### Task statement
How many lines in the records below contain "ApiError"? Answer with the number alone.

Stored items
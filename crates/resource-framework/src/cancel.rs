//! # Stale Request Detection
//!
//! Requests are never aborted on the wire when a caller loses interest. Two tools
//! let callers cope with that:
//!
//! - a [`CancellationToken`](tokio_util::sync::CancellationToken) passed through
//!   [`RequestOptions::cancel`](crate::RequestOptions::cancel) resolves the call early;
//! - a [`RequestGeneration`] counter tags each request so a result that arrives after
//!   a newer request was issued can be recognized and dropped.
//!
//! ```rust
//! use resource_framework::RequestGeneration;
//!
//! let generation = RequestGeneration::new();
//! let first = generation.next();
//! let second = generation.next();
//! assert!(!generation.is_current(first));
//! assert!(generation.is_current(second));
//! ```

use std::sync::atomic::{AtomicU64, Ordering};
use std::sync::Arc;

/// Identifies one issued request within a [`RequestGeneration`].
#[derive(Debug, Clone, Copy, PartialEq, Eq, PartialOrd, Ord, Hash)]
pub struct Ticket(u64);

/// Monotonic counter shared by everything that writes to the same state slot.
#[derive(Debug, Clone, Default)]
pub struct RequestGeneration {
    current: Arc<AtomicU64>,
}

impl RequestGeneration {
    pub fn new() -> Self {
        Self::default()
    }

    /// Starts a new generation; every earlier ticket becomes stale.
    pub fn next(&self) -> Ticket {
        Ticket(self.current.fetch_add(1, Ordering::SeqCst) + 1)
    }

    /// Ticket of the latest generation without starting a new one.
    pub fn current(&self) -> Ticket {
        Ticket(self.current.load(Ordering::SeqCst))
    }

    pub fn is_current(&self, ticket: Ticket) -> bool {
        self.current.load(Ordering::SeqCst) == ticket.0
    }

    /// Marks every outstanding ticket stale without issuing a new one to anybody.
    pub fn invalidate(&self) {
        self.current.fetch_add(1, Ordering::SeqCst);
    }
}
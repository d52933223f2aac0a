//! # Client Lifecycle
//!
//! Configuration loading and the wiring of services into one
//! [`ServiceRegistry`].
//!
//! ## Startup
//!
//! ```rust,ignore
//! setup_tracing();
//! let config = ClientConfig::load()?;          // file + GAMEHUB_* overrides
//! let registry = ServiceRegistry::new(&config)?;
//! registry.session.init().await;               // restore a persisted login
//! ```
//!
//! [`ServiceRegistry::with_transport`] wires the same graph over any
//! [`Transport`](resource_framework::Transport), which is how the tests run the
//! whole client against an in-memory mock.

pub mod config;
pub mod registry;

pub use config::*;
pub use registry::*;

---

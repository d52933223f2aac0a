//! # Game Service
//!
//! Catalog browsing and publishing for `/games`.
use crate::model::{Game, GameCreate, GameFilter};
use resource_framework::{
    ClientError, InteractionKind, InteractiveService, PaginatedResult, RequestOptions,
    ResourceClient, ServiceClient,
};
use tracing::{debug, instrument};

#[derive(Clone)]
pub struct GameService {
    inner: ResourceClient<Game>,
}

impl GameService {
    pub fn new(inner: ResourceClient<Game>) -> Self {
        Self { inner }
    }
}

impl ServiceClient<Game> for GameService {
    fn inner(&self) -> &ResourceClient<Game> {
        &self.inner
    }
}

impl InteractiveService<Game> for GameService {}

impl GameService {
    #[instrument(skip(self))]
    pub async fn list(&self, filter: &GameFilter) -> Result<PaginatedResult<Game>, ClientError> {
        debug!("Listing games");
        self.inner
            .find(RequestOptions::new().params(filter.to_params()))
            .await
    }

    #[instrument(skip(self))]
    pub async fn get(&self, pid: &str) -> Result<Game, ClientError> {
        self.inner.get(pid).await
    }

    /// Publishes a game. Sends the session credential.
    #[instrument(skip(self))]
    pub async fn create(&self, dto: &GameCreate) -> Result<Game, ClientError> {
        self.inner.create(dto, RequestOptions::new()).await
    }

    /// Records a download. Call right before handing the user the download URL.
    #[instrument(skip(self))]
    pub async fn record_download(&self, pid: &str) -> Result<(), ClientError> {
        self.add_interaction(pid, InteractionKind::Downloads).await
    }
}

...

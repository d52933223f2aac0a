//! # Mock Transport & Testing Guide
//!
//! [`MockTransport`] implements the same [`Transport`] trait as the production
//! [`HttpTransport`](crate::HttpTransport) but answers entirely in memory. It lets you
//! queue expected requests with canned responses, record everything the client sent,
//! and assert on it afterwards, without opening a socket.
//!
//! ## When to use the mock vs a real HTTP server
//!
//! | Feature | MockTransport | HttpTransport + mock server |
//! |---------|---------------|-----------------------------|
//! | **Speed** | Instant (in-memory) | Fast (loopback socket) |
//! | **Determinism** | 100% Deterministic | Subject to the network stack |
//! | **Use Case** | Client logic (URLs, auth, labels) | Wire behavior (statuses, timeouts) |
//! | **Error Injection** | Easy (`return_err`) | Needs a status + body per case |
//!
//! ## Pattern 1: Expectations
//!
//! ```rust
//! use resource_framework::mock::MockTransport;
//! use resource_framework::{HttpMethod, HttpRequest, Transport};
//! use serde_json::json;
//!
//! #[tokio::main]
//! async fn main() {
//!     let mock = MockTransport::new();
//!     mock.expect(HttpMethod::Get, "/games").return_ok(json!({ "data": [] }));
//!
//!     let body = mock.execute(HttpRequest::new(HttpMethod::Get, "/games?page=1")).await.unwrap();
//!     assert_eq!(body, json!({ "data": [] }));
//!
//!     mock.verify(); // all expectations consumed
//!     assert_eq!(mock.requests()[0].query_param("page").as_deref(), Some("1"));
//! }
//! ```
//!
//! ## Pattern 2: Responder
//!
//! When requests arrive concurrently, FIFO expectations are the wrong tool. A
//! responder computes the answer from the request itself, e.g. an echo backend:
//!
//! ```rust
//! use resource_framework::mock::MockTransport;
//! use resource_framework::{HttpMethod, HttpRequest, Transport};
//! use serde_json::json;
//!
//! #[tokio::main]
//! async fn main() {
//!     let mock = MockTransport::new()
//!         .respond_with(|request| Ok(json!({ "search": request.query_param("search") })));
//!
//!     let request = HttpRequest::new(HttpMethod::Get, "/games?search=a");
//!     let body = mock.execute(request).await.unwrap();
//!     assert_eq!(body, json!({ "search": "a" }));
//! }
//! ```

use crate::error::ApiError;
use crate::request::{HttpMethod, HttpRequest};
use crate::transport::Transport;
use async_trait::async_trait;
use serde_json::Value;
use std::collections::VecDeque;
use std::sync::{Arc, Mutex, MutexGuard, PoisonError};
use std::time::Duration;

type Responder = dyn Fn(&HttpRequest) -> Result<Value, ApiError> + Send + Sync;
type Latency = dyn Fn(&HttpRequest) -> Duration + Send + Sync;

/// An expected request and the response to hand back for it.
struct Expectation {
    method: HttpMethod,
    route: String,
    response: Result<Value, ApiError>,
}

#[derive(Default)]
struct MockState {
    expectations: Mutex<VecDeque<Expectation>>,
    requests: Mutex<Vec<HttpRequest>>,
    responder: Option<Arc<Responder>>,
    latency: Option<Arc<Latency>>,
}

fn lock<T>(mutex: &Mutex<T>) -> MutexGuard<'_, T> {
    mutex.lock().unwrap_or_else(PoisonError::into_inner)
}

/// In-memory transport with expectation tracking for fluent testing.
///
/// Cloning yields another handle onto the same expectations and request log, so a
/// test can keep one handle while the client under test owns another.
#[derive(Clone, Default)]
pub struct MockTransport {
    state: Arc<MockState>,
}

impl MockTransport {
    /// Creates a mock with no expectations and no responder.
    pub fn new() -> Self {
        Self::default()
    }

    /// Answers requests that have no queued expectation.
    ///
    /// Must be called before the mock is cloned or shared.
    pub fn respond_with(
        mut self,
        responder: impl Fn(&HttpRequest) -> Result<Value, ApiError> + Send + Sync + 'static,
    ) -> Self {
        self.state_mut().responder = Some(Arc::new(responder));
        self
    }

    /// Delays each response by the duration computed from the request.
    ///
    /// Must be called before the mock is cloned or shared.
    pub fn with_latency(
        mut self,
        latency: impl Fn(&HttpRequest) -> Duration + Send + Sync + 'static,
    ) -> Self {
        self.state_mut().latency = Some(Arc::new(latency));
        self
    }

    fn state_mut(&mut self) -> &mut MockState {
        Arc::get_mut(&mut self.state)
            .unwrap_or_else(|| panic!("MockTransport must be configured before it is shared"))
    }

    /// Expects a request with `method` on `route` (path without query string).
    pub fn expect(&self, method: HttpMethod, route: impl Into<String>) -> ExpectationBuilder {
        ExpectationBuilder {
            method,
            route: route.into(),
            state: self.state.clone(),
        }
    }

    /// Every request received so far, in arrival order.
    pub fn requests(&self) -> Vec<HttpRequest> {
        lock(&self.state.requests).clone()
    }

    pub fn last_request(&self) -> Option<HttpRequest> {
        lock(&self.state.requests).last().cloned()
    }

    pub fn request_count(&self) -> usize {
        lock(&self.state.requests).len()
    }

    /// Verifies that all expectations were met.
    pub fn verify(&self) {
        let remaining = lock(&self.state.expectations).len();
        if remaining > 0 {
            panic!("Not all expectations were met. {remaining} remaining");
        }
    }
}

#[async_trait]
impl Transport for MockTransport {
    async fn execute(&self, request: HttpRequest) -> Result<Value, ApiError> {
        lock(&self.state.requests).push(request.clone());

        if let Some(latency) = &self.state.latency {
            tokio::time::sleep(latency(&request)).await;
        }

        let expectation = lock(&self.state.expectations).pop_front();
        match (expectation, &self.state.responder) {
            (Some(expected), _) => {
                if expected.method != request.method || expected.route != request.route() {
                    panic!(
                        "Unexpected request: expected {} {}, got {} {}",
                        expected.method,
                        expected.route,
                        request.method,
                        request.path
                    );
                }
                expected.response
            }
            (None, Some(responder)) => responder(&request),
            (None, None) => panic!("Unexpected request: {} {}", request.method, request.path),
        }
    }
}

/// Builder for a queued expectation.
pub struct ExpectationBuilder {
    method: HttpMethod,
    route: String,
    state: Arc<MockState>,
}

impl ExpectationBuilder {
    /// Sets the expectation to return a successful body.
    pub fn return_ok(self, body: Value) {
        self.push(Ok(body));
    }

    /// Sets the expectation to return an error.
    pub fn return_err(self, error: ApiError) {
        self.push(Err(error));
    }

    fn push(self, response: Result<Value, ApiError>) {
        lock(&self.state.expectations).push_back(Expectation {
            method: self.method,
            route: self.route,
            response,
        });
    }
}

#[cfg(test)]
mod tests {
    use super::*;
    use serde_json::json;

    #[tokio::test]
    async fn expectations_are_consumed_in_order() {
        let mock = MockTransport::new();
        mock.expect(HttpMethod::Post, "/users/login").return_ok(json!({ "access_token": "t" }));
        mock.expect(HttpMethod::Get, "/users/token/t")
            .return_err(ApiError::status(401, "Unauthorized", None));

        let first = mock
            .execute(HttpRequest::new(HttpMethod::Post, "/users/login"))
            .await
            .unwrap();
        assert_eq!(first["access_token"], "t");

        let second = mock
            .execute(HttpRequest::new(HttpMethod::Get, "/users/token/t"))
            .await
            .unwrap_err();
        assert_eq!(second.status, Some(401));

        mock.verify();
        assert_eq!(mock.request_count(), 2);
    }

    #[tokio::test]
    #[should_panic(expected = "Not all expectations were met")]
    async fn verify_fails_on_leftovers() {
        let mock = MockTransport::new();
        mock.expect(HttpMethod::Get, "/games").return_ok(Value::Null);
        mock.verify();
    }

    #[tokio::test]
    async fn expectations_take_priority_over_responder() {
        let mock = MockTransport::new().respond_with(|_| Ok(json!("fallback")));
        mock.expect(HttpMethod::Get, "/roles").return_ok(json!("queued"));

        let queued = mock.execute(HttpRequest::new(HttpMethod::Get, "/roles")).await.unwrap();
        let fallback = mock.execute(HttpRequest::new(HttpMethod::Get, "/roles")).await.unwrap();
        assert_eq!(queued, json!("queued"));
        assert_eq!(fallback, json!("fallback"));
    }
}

### Written solution
8